Staff Jones
- Born: Stephen Thomas Jones 4 January 1959 (age 67) Ynysybwl, Wales
- Height: 180 cm (5 ft 11 in)
- Weight: 100 kg (15 st 10 lb; 220 lb)
- School: Mill Street Comprehensive

Rugby union career
- Position: Prop

Amateur team(s)
- Years: Team / Apps / (Points)
- ynysybwll RFC
- –: Pontypool RFC 1978 to 1993
- –: Barbarian F.C.

International career
- Years: Team / Apps / (Points)
- 1983–1988: Wales / 10 / (4)
- 1983: British & Irish Lions / 3 / (0)

= Staff Jones =

British Lions & Wales international rugby union player

Stephen Thomas "Staff" Jones (born 4 January 1959) is a former Wales rugby union international from Ynysybwl. A loosehead prop forward product of Ynysybwl RFC, before making 408 appearances for Pontypool RFC in the 1980s. He was often in partnership with Steve Jones and Graham Price to form a formidable front row partnership coached by Ray Prosser.
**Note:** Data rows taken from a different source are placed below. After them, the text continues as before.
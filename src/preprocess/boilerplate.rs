// Boilerplate stripping (signatures, mobile footers, blank-line runs)
use crate::error::{MailprepError, Result};
use crate::patterns::PatternRegistry;
use regex::Regex;
use std::sync::Arc;

/// Two or more line breaks with only whitespace between them
const BLANK_RUN: &str = r"\n\s*\n";

/// Removes signature blocks and client footers
///
/// The body is cut into segments at every thread separator. Inside each
/// segment the earliest boilerplate match truncates the segment, so a
/// signature in the new message disappears while the quoted history below it
/// is kept. Separators are copied through verbatim.
pub struct BoilerplateStripper {
    patterns: Arc<PatternRegistry>,
    blank_run: Regex,
}

impl BoilerplateStripper {
    pub fn new(patterns: Arc<PatternRegistry>) -> Result<Self> {
        let blank_run = Regex::new(BLANK_RUN).map_err(|e| MailprepError::InvalidPattern {
            name: "blank_run".to_string(),
            message: e.to_string(),
        })?;

        Ok(Self {
            patterns,
            blank_run,
        })
    }

    pub fn strip(&self, text: &str) -> String {
        let text = text.replace("\r\n", "\n");

        let mut cleaned = String::with_capacity(text.len());
        let mut cursor = 0;
        for (start, end) in self.separator_spans(&text) {
            cleaned.push_str(self.strip_segment(&text[cursor..start]));
            cleaned.push_str(&text[start..end]);
            cursor = end;
        }
        cleaned.push_str(self.strip_segment(&text[cursor..]));

        self.blank_run
            .replace_all(&cleaned, "\n\n")
            .trim()
            .to_string()
    }

    /// Non-overlapping separator matches from every rule, by position
    fn separator_spans(&self, text: &str) -> Vec<(usize, usize)> {
        let mut spans: Vec<(usize, usize)> = self
            .patterns
            .thread_separators
            .iter()
            .flat_map(|sep| sep.regex.find_iter(text).map(|m| (m.start(), m.end())))
            .collect();
        spans.sort_unstable();

        let mut kept: Vec<(usize, usize)> = Vec::with_capacity(spans.len());
        for span in spans {
            match kept.last() {
                Some(&(_, last_end)) if span.0 < last_end => continue,
                _ => kept.push(span),
            }
        }
        kept
    }

    fn strip_segment<'a>(&self, segment: &'a str) -> &'a str {
        let cut = self
            .patterns
            .boilerplate
            .iter()
            .filter_map(|rule| rule.regex.find(segment).map(|m| (m.start(), &rule.name)))
            .min_by_key(|(start, _)| *start);

        match cut {
            Some((start, name)) => {
                tracing::debug!(
                    "Boilerplate rule {} removed {} bytes",
                    name,
                    segment.len() - start
                );
                &segment[..start]
            }
            None => segment,
        }
    }
}
//! Draft prompt assembly
//!
//! Fills the configured template with a preprocessed email and works out how
//! many tokens are left for the model's reply. Calling the model is left to
//! the caller.

use crate::config::{Config, CLASSIFICATION_SLOT, EMAIL_CONTENT_SLOT};
use crate::preprocess::PreprocessingResult;
use crate::tokenizer::TokenCounter;
use serde::{Deserialize, Serialize};
use std::sync::Arc;

/// Everything needed to ask the drafting model for a reply
#[derive(Debug, Clone, PartialEq, Eq, Serialize, Deserialize)]
pub struct DraftRequest {
    pub prompt: String,
    pub classification: String,
    pub prompt_tokens: usize,
    pub max_tokens_to_generate: usize,
}

/// Builds [`DraftRequest`]s from preprocessing results
pub struct DraftPromptBuilder {
    template: String,
    default_classification: String,
    max_main_llm_tokens: usize,
    min_generation_tokens: usize,
    counter: Arc<dyn TokenCounter>,
}

impl DraftPromptBuilder {
    pub fn new(config: &Config, counter: Arc<dyn TokenCounter>) -> Self {
        Self {
            template: config.prompt.template.clone(),
            default_classification: config.prompt.default_classification.clone(),
            max_main_llm_tokens: config.limits.max_main_llm_tokens,
            min_generation_tokens: config.limits.min_generation_tokens,
            counter,
        }
    }

    /// Fill the template and budget the reply
    ///
    /// The reply gets whatever the prompt leaves of `max_main_llm_tokens`,
    /// but never less than `min_generation_tokens`.
    pub fn build(
        &self,
        result: &PreprocessingResult,
        classification: Option<&str>,
    ) -> DraftRequest {
        let classification = classification
            .filter(|c| !c.trim().is_empty())
            .unwrap_or(&self.default_classification);

        let prompt = self.render(&result.final_text, classification);
        let prompt_tokens = self.counter.count_tokens(&prompt);
        let max_tokens_to_generate = self
            .max_main_llm_tokens
            .saturating_sub(prompt_tokens)
            .max(self.min_generation_tokens);

        tracing::debug!(
            "Draft prompt uses {} tokens, {} left for generation",
            prompt_tokens,
            max_tokens_to_generate
        );

        DraftRequest {
            prompt,
            classification: classification.to_string(),
            prompt_tokens,
            max_tokens_to_generate,
        }
    }

    // Slots inside the email text itself are left alone
    fn render(&self, email_content: &str, classification: &str) -> String {
        self.template
            .split(EMAIL_CONTENT_SLOT)
            .map(|part| part.replace(CLASSIFICATION_SLOT, classification))
            .collect::<Vec<_>>()
            .join(email_content)
    }
}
Jones scored a try on his debut for Wales against Scotland at Murryfield in 1983, joining other Pontypool players Bobby Windsor, Terry Cobner and Graham Price who also scored tries on their international debuts.

In 1983 he toured New Zealand with the British and Irish Lions, playing in 13 games including the last three Tests after Ian Stephens was injured. After recovering from a serious knee injury sustained in 1986, he was part of the Welsh Triple Crown winning side in 1988.

He was also a regular for the Monmouthshire County team.